How Does the Proton Exchange Membrane Work?
Proton exchange membranes (PEMs) consist of a polymer matrix with acidic functional groups that can facilitate the transport of protons while blocking the passage of other species such as gases and liquids.
In a fuel cell, hydrogen gas is supplied to the anode where it undergoes electrochemical oxidation to produce protons and electrons. The protons generated at the anode diffuse through the PEM to the cathode, while the electrons flow through an external circuit, generating electrical power. At the cathode, oxygen gas reacts with the protons and electrons to form water, completing the electrochemical reaction.
Applications of PEMs
PEMs are predominantly used in proton exchange membrane fuel cells (PEMFCs), which are efficient and environmentally friendly power sources for various applications. PEMFCs are widely used in transportation, stationary power generation, and portable electronics due to their high-power density, fast start-up time, and low operating temperature.
Moreover, PEMs find widespread applications beyond fuel cells, including electrolyzers, redox flow batteries, and various electrochemical devices.
PEMs from Alfa Chemistry
Selection of PEMs for Specific Applications
When choosing a PEM for a specific application, several factors must be considered to optimize performance and durability. Key considerations include but not limited to proton conductivity, chemical stability, water management capabilities, mechanical strength, and cost-effectiveness. Here are some steps to help you make an informed decision:
- Understand your operating conditions: Consider the temperature, pressure, mass transfer requirements, and chemical compatibility of your application. Some PEMs perform better at higher temperatures or pressures, while others are more stable in harsh chemical environments.

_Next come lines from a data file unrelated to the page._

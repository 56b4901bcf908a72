use std::time::Duration;

use anyhow::{Context, Result};
use sqlx::postgres::PgPoolOptions;
use sqlx::PgPool;
use tracing::info;

const MAX_CONNECTIONS: u32 = 10;
const ACQUIRE_TIMEOUT: Duration = Duration::from_secs(5);

/// Creates the pool shared by the entry store and the session authenticator.
pub async fn create_pool(database_url: &str) -> Result<PgPool> {
    info!("Connecting to PostgreSQL...");

    let pool = PgPoolOptions::new()
        .max_connections(MAX_CONNECTIONS)
        .acquire_timeout(ACQUIRE_TIMEOUT)
        .connect(database_url)
        .await
        .context("Failed to connect to DATABASE_URL")?;

    info!("PostgreSQL connection pool established");
    Ok(pool)
}
/// LLM Client — answer synthesis for the journal chat.
///
/// ARCHITECTURAL RULE: No other module may call the Anthropic API directly.
/// Callers depend on the `AnswerSynthesizer` trait; `LlmClient` is its production backend.
use std::time::Duration;

use async_trait::async_trait;
use reqwest::{Client, StatusCode};
use serde::{Deserialize, Serialize};
use thiserror::Error;
use tracing::{debug, warn};

pub mod prompts;

const MESSAGES_URL: &str = "https://api.anthropic.com/v1/messages";
const API_VERSION: &str = "2023-06-01";
/// The model behind every synthesized answer.
pub const MODEL: &str = "claude-sonnet-4-5";
/// Chat answers are short; this caps a runaway reply.
const MAX_ANSWER_TOKENS: u32 = 1024;
const MAX_ATTEMPTS: u32 = 3;
const REQUEST_TIMEOUT: Duration = Duration::from_secs(120);

#[derive(Debug, Error)]
pub enum LlmError {
    #[error("HTTP error: {0}")]
    Http(#[from] reqwest::Error),

    #[error("API error (status {status}): {message}")]
    Api { status: u16, message: String },

    #[error("JSON parse error: {0}")]
    Parse(#[from] serde_json::Error),

    #[error("Rate limited after {retries} retries")]
    RateLimited { retries: u32 },

    #[error("LLM returned empty content")]
    EmptyContent,
}

/// Produces the final answer text for a grounded prompt.
///
/// Carried in `AppState` as `Option<Arc<dyn AnswerSynthesizer>>`; `None` means the
/// service has no synthesis credentials.
#[async_trait]
pub trait AnswerSynthesizer: Send + Sync {
    async fn generate(&self, system: &str, prompt: &str) -> Result<String, LlmError>;
}

// ────────────────────────────────────────────────────────────────────────────
// Wire types
// ────────────────────────────────────────────────────────────────────────────

#[derive(Debug, Serialize)]
struct MessagesRequest<'a> {
    model: &'a str,
    max_tokens: u32,
    system: &'a str,
    messages: [Message<'a>; 1],
}

#[derive(Debug, Serialize)]
struct Message<'a> {
    role: &'a str,
    content: &'a str,
}

#[derive(Debug, Deserialize)]
pub struct MessagesResponse {
    pub content: Vec<ResponseBlock>,
    pub usage: TokenUsage,
}

#[derive(Debug, Deserialize)]
pub struct ResponseBlock {
    #[serde(rename = "type")]
    pub kind: String,
    pub text: Option<String>,
}

#[derive(Debug, Deserialize)]
pub struct TokenUsage {
    pub input_tokens: u32,
    pub output_tokens: u32,
}

impl MessagesResponse {
    /// Text of the first text block; blank text counts as none.
    pub fn answer_text(&self) -> Option<&str> {
        self.content
            .iter()
            .filter(|b| b.kind == "text")
            .find_map(|b| b.text.as_deref())
            .filter(|t| !t.trim().is_empty())
    }
}

#[derive(Debug, Deserialize)]
struct ErrorEnvelope {
    error: ErrorDetail,
}

#[derive(Debug, Deserialize)]
struct ErrorDetail {
    message: String,
}

// ────────────────────────────────────────────────────────────────────────────
// Retry policy
// ────────────────────────────────────────────────────────────────────────────

/// Rate limiting and server-side failures are worth another attempt.
fn is_retryable(status: StatusCode) -> bool {
    status == StatusCode::TOO_MANY_REQUESTS || status.is_server_error()
}

/// Delay before attempt `attempt` (0-based): none, then 1s, 2s, 4s...
fn backoff_delay(attempt: u32) -> Duration {
    match attempt {
        0 => Duration::ZERO,
        n => Duration::from_secs(1 << (n - 1)),
    }
}

/// The API's own error message when the body carries one, otherwise the raw body.
fn api_error_message(body: String) -> String {
    serde_json::from_str::<ErrorEnvelope>(&body)
        .map(|e| e.error.message)
        .unwrap_or(body)
}

/// Error reported once every attempt has failed. A trailing 429 means rate limiting.
fn exhausted(last_error: Option<LlmError>) -> LlmError {
    match last_error {
        None
        | Some(LlmError::Api {
            status: 429,
            ..
        }) => LlmError::RateLimited {
            retries: MAX_ATTEMPTS,
        },
        Some(e) => e,
    }
}

enum AttemptError {
    Retry(LlmError),
    Fatal(LlmError),
}

// ────────────────────────────────────────────────────────────────────────────
// Client
// ────────────────────────────────────────────────────────────────────────────

#[derive(Clone)]
pub struct LlmClient {
    http: Client,
    api_key: String,
}

impl LlmClient {
    pub fn new(api_key: String) -> Result<Self, LlmError> {
        let http = Client::builder().timeout(REQUEST_TIMEOUT).build()?;
        Ok(Self { http, api_key })
    }

    /// One Messages API exchange, retried on transport errors, 429 and 5xx.
    pub async fn complete(&self, system: &str, prompt: &str) -> Result<MessagesResponse, LlmError> {
        let body = MessagesRequest {
            model: MODEL,
            max_tokens: MAX_ANSWER_TOKENS,
            system,
            messages: [Message {
                role: "user",
                content: prompt,
            }],
        };

        let mut last_error = None;
        for attempt in 0..MAX_ATTEMPTS {
            let delay = backoff_delay(attempt);
            if !delay.is_zero() {
                warn!("Retrying synthesis in {}ms (attempt {})", delay.as_millis(), attempt + 1);
                tokio::time::sleep(delay).await;
            }

            match self.send_once(&body).await {
                Ok(response) => return Ok(response),
                Err(AttemptError::Fatal(e)) => return Err(e),
                Err(AttemptError::Retry(e)) => {
                    warn!("Synthesis attempt {} failed: {e}", attempt + 1);
                    last_error = Some(e);
                }
            }
        }

        Err(exhausted(last_error))
    }

    async fn send_once(
        &self,
        body: &MessagesRequest<'_>,
    ) -> Result<MessagesResponse, AttemptError> {
        let response = self
            .http
            .post(MESSAGES_URL)
            .header("x-api-key", &self.api_key)
            .header("anthropic-version", API_VERSION)
            .json(body)
            .send()
            .await
            .map_err(|e| AttemptError::Retry(LlmError::Http(e)))?;

        let status = response.status();
        let text = response
            .text()
            .await
            .map_err(|e| AttemptError::Retry(LlmError::Http(e)))?;

        if !status.is_success() {
            let err = LlmError::Api {
                status: status.as_u16(),
                message: api_error_message(text),
            };
            return Err(if is_retryable(status) {
                AttemptError::Retry(err)
            } else {
                AttemptError::Fatal(err)
            });
        }

        let parsed: MessagesResponse = serde_json::from_str(&text)
            .map_err(|e| AttemptError::Fatal(LlmError::Parse(e)))?;
        debug!(
            "Synthesis usage: input_tokens={}, output_tokens={}",
            parsed.usage.input_tokens, parsed.usage.output_tokens
        );
        Ok(parsed)
    }
}

#[async_trait]
impl AnswerSynthesizer for LlmClient {
    async fn generate(&self, system: &str, prompt: &str) -> Result<String, LlmError> {
        let response = self.complete(system, prompt).await?;
        response
            .answer_text()
            .map(str::to_string)
            .ok_or(LlmError::EmptyContent)
    }
}

#[cfg(test)]
mod tests {
    use super::*;

    #[test]
    fn test_backoff_schedule() {
        assert_eq!(backoff_delay(0), Duration::ZERO);
        assert_eq!(backoff_delay(1), Duration::from_secs(1));
        assert_eq!(backoff_delay(2), Duration::from_secs(2));
        assert_eq!(backoff_delay(3), Duration::from_secs(4));
    }

    #[test]
    fn test_retryable_statuses() {
        assert!(is_retryable(StatusCode::TOO_MANY_REQUESTS));
        assert!(is_retryable(StatusCode::SERVICE_UNAVAILABLE));
        assert!(!is_retryable(StatusCode::BAD_REQUEST));
        assert!(!is_retryable(StatusCode::UNAUTHORIZED));
    }

    #[test]
    fn test_final_429_is_rate_limited() {
        let err = exhausted(Some(LlmError::Api {
            status: 429,
            message: "slow down".to_string(),
        }));
        assert!(matches!(err, LlmError::RateLimited { retries: 3 }));
    }

    #[test]
    fn test_final_5xx_is_kept() {
        let err = exhausted(Some(LlmError::Api {
            status: 503,
            message: "overloaded".to_string(),
        }));
        assert!(matches!(err, LlmError::Api { status: 503, .. }));
    }

    #[test]
    fn test_api_error_message_prefers_envelope() {
        let body = r#"{"type":"error","error":{"type":"invalid_request_error","message":"bad"}}"#;
        assert_eq!(api_error_message(body.to_string()), "bad");
        assert_eq!(api_error_message("gateway down".to_string()), "gateway down");
    }

    #[test]
    fn test_answer_text_skips_non_text_blocks() {
        let json = r#"{
            "content": [
                {"type": "tool_use"},
                {"type": "text", "text": "Fuiste a la playa."}
            ],
            "usage": {"input_tokens": 10, "output_tokens": 5}
        }"#;
        let response: MessagesResponse = serde_json::from_str(json).unwrap();
        assert_eq!(response.answer_text(), Some("Fuiste a la playa."));
    }

    #[test]
    fn test_blank_answer_is_none() {
        let json = r#"{
            "content": [{"type": "text", "text": "  "}],
            "usage": {"input_tokens": 1, "output_tokens": 1}
        }"#;
        let response: MessagesResponse = serde_json::from_str(json).unwrap();
        assert!(response.answer_text().is_none());
    }

    #[test]
    fn test_request_body_shape() {
        let body = MessagesRequest {
            model: MODEL,
            max_tokens: MAX_ANSWER_TOKENS,
            system: "sys",
            messages: [Message {
                role: "user",
                content: "hola",
            }],
        };
        let value = serde_json::to_value(&body).unwrap();
        assert_eq!(value["model"], MODEL);
        assert_eq!(value["max_tokens"], 1024);
        assert_eq!(value["system"], "sys");
        assert_eq!(value["messages"][0]["role"], "user");
        assert_eq!(value["messages"][0]["content"], "hola");
    }
}
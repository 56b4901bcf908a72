// Shared prompt fragments. Each service that calls the synthesizer keeps its own
// prompts.rs alongside it; only cross-cutting instructions live here.

/// Keeps answers tied to the supplied journal excerpts.
pub const GROUNDING_INSTRUCTION: &str = "\
    IMPORTANTE: Responde únicamente con información que aparezca en las entradas del diario \
    proporcionadas o en la conversación previa. No inventes fechas, lugares, personas ni \
    eventos. Si las entradas no contienen la respuesta, dilo con claridad y sugiere qué \
    podría escribir el usuario en su diario para recordarlo en el futuro.";

/// Language and tone of every user-facing answer.
pub const TONE_INSTRUCTION: &str = "\
    Responde en el mismo idioma de la pregunta, en segunda persona, con un tono cálido y \
    breve. Cuando cites una entrada menciona su fecha.";
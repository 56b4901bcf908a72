use std::sync::Arc;

use crate::auth::Authenticator;
use crate::config::Config;
use crate::journal::store::EntryStore;
use crate::llm_client::AnswerSynthesizer;

/// Shared application state injected into all route handlers via Axum extractors.
#[derive(Clone)]
pub struct AppState {
    pub config: Config,
    pub entry_store: Arc<dyn EntryStore>,
    pub authenticator: Arc<dyn Authenticator>,
    /// `None` when `ANTHROPIC_API_KEY` is unset.
    pub synthesizer: Option<Arc<dyn AnswerSynthesizer>>,
}
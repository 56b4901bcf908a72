mod auth;
mod config;
mod db;
mod errors;
mod journal;
mod llm_client;
mod models;
mod routes;
mod state;

use std::net::SocketAddr;
use std::sync::Arc;

use anyhow::{Context, Result};
use tower_http::{cors::CorsLayer, trace::TraceLayer};
use tracing::{info, warn};
use tracing_subscriber::{layer::SubscriberExt, util::SubscriberInitExt, EnvFilter};

use crate::auth::PgSessionAuthenticator;
use crate::config::Config;
use crate::db::create_pool;
use crate::journal::store::PgEntryStore;
use crate::llm_client::{AnswerSynthesizer, LlmClient};
use crate::routes::build_router;
use crate::state::AppState;

#[tokio::main]
async fn main() -> Result<()> {
    // Load configuration first (fails on missing required env vars)
    let config = Config::from_env()?;

    // Initialize structured logging
    tracing_subscriber::registry()
        .with(EnvFilter::try_from_default_env().unwrap_or_else(|_| {
            EnvFilter::new(format!("{}={}", env!("CARGO_CRATE_NAME"), &config.rust_log))
        }))
        .with(tracing_subscriber::fmt::layer())
        .init();

    info!("Starting Journal API v{}", env!("CARGO_PKG_VERSION"));

    // Initialize PostgreSQL
    let db = create_pool(&config.database_url).await?;

    // Initialize answer synthesis; the service still boots without credentials
    let synthesizer: Option<Arc<dyn AnswerSynthesizer>> = match &config.anthropic_api_key {
        Some(key) => {
            let llm = LlmClient::new(key.clone()).context("Failed to build LLM client")?;
            info!("LLM client initialized (model: {})", llm_client::MODEL);
            Some(Arc::new(llm))
        }
        None => {
            warn!("ANTHROPIC_API_KEY is not set; ask requests will fail until it is configured");
            None
        }
    };

    info!("Entry fetch limit: {}", config.entry_fetch_limit);

    // Build app state
    let state = AppState {
        config: config.clone(),
        entry_store: Arc::new(PgEntryStore::new(db.clone())),
        authenticator: Arc::new(PgSessionAuthenticator::new(db)),
        synthesizer,
    };

    // Build router
    let app = build_router(state)
        .layer(TraceLayer::new_for_http())
        .layer(CorsLayer::permissive()); // TODO: restrict origins to the web app's domain

    let addr: SocketAddr = format!("0.0.0.0:{}", config.port).parse()?;
    info!("Listening on {addr}");

    let listener = tokio::net::TcpListener::bind(addr).await?;
    axum::serve(listener, app).await?;

    Ok(())
}
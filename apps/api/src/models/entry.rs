use chrono::{DateTime, NaiveDate, Utc};
use serde::{Deserialize, Serialize};
use serde_json::Value;
use sqlx::FromRow;
use uuid::Uuid;

/// One journal record, at most one per user per calendar day.
/// `content` is the editor's block tree, stored as JSONB and never written by this service.
#[derive(Debug, Clone, Serialize, Deserialize, FromRow)]
pub struct JournalEntryRow {
    pub id: Uuid,
    pub user_id: Uuid,
    pub entry_date: NaiveDate,
    pub content: Value,
    pub created_at: DateTime<Utc>,
}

- Define your performance requirements: Determine the level of proton conductivity, methanol crossover rate, mechanical strength, and durability needed for your application. Choose a PEM that meets or exceeds these requirements to ensure optimal performance.
- Evaluate different types of PEMs: There are several types of PEMs available, such as perfluorosulfonic acid, Sulfonated Polyether Ether Ketone (SPEEK), and Polybenzimidazole (PBI). Consider the characteristics of each type and choose the one that best fits your needs.
- Seek expert advice: If you are not sure which PEM to choose, please feel free to consult Alfa Chemistry's expert team for suggestions based on your specific application requirements.
Classification of PEMs based on materials/preparation methods.[1]
Evaluation Methods of PEM Performance
The performance of proton exchange membranes can be evaluated using various characterization techniques to assess key properties such as proton conductivity, water uptake, ion exchange capacity, mechanical strength, and chemical stability. Common methods include:
- Electrochemical impedance spectroscopy to measure proton conductivity;
- Scanning electron microscopy for morphological analysis;
- Differential scanning calorimetry to examine thermal properties;
- Accelerated stress tests to evaluate durability under harsh conditions;
- Titration method for measuring ion exchange capacity;
- MEA test in fuel cell performance test system.
Reference
- Peighambardoust, S. et al. International journal of hydrogen energy, 2010, 35(17), 9349-9384.